Problem details. Go through the records, and copy each line in which the string "rusqlite" is present.
**** Listed entries ****
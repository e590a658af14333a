//! Contact repository contracts and SQLite implementation.
//!
//! # Responsibility
//! - Provide stable CRUD APIs over the `contacts` table.
//! - Keep SQL details inside the core persistence boundary.
//! - Classify unique-email violations as a typed error.
//!
//! # Invariants
//! - Create paths call `NewContact::validate()` before SQL mutations.
//! - Update runs lookup and write in one immediate transaction, so a failed
//!   write leaves the stored row untouched.
//! - Missing ids surface as `RepoError::NotFound`, never as a silent no-op.

use crate::db::DbError;
use crate::model::contact::{
    Contact, ContactId, ContactPatch, ContactValidationError, NewContact,
};
use rusqlite::{ffi, params, Connection, ErrorCode, OptionalExtension, Row, TransactionBehavior};
use std::error::Error;
use std::fmt::{Display, Formatter};

const CONTACT_SELECT_SQL: &str = "SELECT
    id,
    first_name,
    last_name,
    email
FROM contacts";

const REQUIRED_COLUMNS: [&str; 4] = ["id", "first_name", "last_name", "email"];

pub type RepoResult<T> = Result<T, RepoError>;

/// Repository error for contact persistence and query operations.
#[derive(Debug)]
pub enum RepoError {
    Validation(ContactValidationError),
    Db(DbError),
    NotFound(ContactId),
    DuplicateEmail(String),
    MissingRequiredTable(&'static str),
    MissingRequiredColumn {
        table: &'static str,
        column: &'static str,
    },
}

impl Display for RepoError {
    fn fmt(&self, f: &mut Formatter<'_>) -> std::fmt::Result {
        match self {
            Self::Validation(err) => write!(f, "{err}"),
            Self::Db(err) => write!(f, "{err}"),
            Self::NotFound(id) => write!(f, "contact not found: {id}"),
            Self::DuplicateEmail(email) => {
                write!(f, "a contact with email `{email}` already exists")
            }
            Self::MissingRequiredTable(table) => write!(f, "missing required table `{table}`"),
            Self::MissingRequiredColumn { table, column } => {
                write!(f, "missing required column `{table}.{column}`")
            }
        }
    }
}

impl Error for RepoError {
    fn source(&self) -> Option<&(dyn Error + 'static)> {
        match self {
            Self::Validation(err) => Some(err),
            Self::Db(err) => Some(err),
            _ => None,
        }
    }
}

impl From<ContactValidationError> for RepoError {
    fn from(value: ContactValidationError) -> Self {
        Self::Validation(value)
    }
}

impl From<DbError> for RepoError {
    fn from(value: DbError) -> Self {
        Self::Db(value)
    }
}

impl From<rusqlite::Error> for RepoError {
    fn from(value: rusqlite::Error) -> Self {
        Self::Db(DbError::Sqlite(value))
    }
}

/// Repository interface for contact CRUD operations.
pub trait ContactRepository {
    /// Lists every contact in insertion order.
    fn list_contacts(&self) -> RepoResult<Vec<Contact>>;
    fn get_contact(&self, id: ContactId) -> RepoResult<Option<Contact>>;
    /// Inserts a contact and returns it with its assigned id.
    fn create_contact(&self, contact: &NewContact) -> RepoResult<Contact>;
    /// Applies the supplied fields and returns the stored result.
    fn update_contact(&mut self, id: ContactId, patch: &ContactPatch) -> RepoResult<Contact>;
    fn delete_contact(&self, id: ContactId) -> RepoResult<()>;
}

/// SQLite-backed contact repository.
pub struct SqliteContactRepository<'conn> {
    conn: &'conn mut Connection,
}

impl<'conn> SqliteContactRepository<'conn> {
    /// Constructs a repository from a connection opened through `db::open_db*`.
    ///
    /// # Errors
    /// - `MissingRequiredTable` / `MissingRequiredColumn` when the schema
    ///   does not carry the `contacts` shape.
    pub fn try_new(conn: &'conn mut Connection) -> RepoResult<Self> {
        ensure_connection_ready(conn)?;
        Ok(Self { conn })
    }
}

impl ContactRepository for SqliteContactRepository<'_> {
    fn list_contacts(&self) -> RepoResult<Vec<Contact>> {
        let mut stmt = self
            .conn
            .prepare(&format!("{CONTACT_SELECT_SQL} ORDER BY id ASC;"))?;
        let contacts = stmt
            .query_map([], parse_contact_row)?
            .collect::<Result<Vec<_>, _>>()?;
        Ok(contacts)
    }

    fn get_contact(&self, id: ContactId) -> RepoResult<Option<Contact>> {
        select_contact(&*self.conn, id)
    }

    fn create_contact(&self, contact: &NewContact) -> RepoResult<Contact> {
        contact.validate()?;

        self.conn
            .execute(
                "INSERT INTO contacts (first_name, last_name, email) VALUES (?1, ?2, ?3);",
                params![
                    contact.first_name.as_str(),
                    contact.last_name.as_str(),
                    contact.email.as_str(),
                ],
            )
            .map_err(|err| classify_write_error(err, &contact.email))?;

        Ok(contact.clone().into_contact(self.conn.last_insert_rowid()))
    }

    fn update_contact(&mut self, id: ContactId, patch: &ContactPatch) -> RepoResult<Contact> {
        let tx = self
            .conn
            .transaction_with_behavior(TransactionBehavior::Immediate)?;
        let current = select_contact(&tx, id)?.ok_or(RepoError::NotFound(id))?;
        if patch.is_empty() {
            return Ok(current);
        }

        let updated = patch.apply(&current);
        tx.execute(
            "UPDATE contacts
             SET
                first_name = ?2,
                last_name = ?3,
                email = ?4
             WHERE id = ?1;",
            params![
                id,
                updated.first_name.as_str(),
                updated.last_name.as_str(),
                updated.email.as_str(),
            ],
        )
        .map_err(|err| classify_write_error(err, &updated.email))?;
        tx.commit()?;

        Ok(updated)
    }

    fn delete_contact(&self, id: ContactId) -> RepoResult<()> {
        let changed = self
            .conn
            .execute("DELETE FROM contacts WHERE id = ?1;", [id])?;

        if changed == 0 {
            return Err(RepoError::NotFound(id));
        }

        Ok(())
    }
}

fn select_contact(conn: &Connection, id: ContactId) -> RepoResult<Option<Contact>> {
    let contact = conn
        .query_row(
            &format!("{CONTACT_SELECT_SQL} WHERE id = ?1;"),
            [id],
            parse_contact_row,
        )
        .optional()?;
    Ok(contact)
}

fn parse_contact_row(row: &Row<'_>) -> rusqlite::Result<Contact> {
    Ok(Contact {
        id: row.get("id")?,
        first_name: row.get("first_name")?,
        last_name: row.get("last_name")?,
        email: row.get("email")?,
    })
}

/// Maps a unique-constraint failure to `DuplicateEmail`; `email` is the only
/// unique column besides the primary key.
fn classify_write_error(err: rusqlite::Error, email: &str) -> RepoError {
    match &err {
        rusqlite::Error::SqliteFailure(failure, _)
            if failure.code == ErrorCode::ConstraintViolation
                && failure.extended_code == ffi::SQLITE_CONSTRAINT_UNIQUE =>
        {
            RepoError::DuplicateEmail(email.to_string())
        }
        _ => RepoError::from(err),
    }
}

fn ensure_connection_ready(conn: &Connection) -> RepoResult<()> {
    if !table_exists(conn, "contacts")? {
        return Err(RepoError::MissingRequiredTable("contacts"));
    }

    for column in REQUIRED_COLUMNS {
        if !table_has_column(conn, "contacts", column)? {
            return Err(RepoError::MissingRequiredColumn {
                table: "contacts",
                column,
            });
        }
    }

    Ok(())
}

fn table_exists(conn: &Connection, table: &str) -> RepoResult<bool> {
    let exists: i64 = conn.query_row(
        "SELECT EXISTS(
            SELECT 1
            FROM sqlite_master
            WHERE type = 'table' AND name = ?1
        );",
        [table],
        |row| row.get(0),
    )?;
    Ok(exists == 1)
}

fn table_has_column(conn: &Connection, table: &str, column: &str) -> RepoResult<bool> {
    let mut stmt = conn.prepare(&format!("PRAGMA table_info({table});"))?;
    let mut rows = stmt.query([])?;
    while let Some(row) = rows.next()? {
        let current: String = row.get(1)?;
        if current == column {
            return Ok(true);
        }
    }
    Ok(false)
}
****
Solution for this problem.
use rusqlite::{ffi, params, Connection, ErrorCode, OptionalExtension, Row, TransactionBehavior};
impl From<rusqlite::Error> for RepoError {
    fn from(value: rusqlite::Error) -> Self {
fn parse_contact_row(row: &Row<'_>) -> rusqlite::Result<Contact> {
fn classify_write_error(err: rusqlite::Error, email: &str) -> RepoError {
        rusqlite::Error::SqliteFailure(failure, _)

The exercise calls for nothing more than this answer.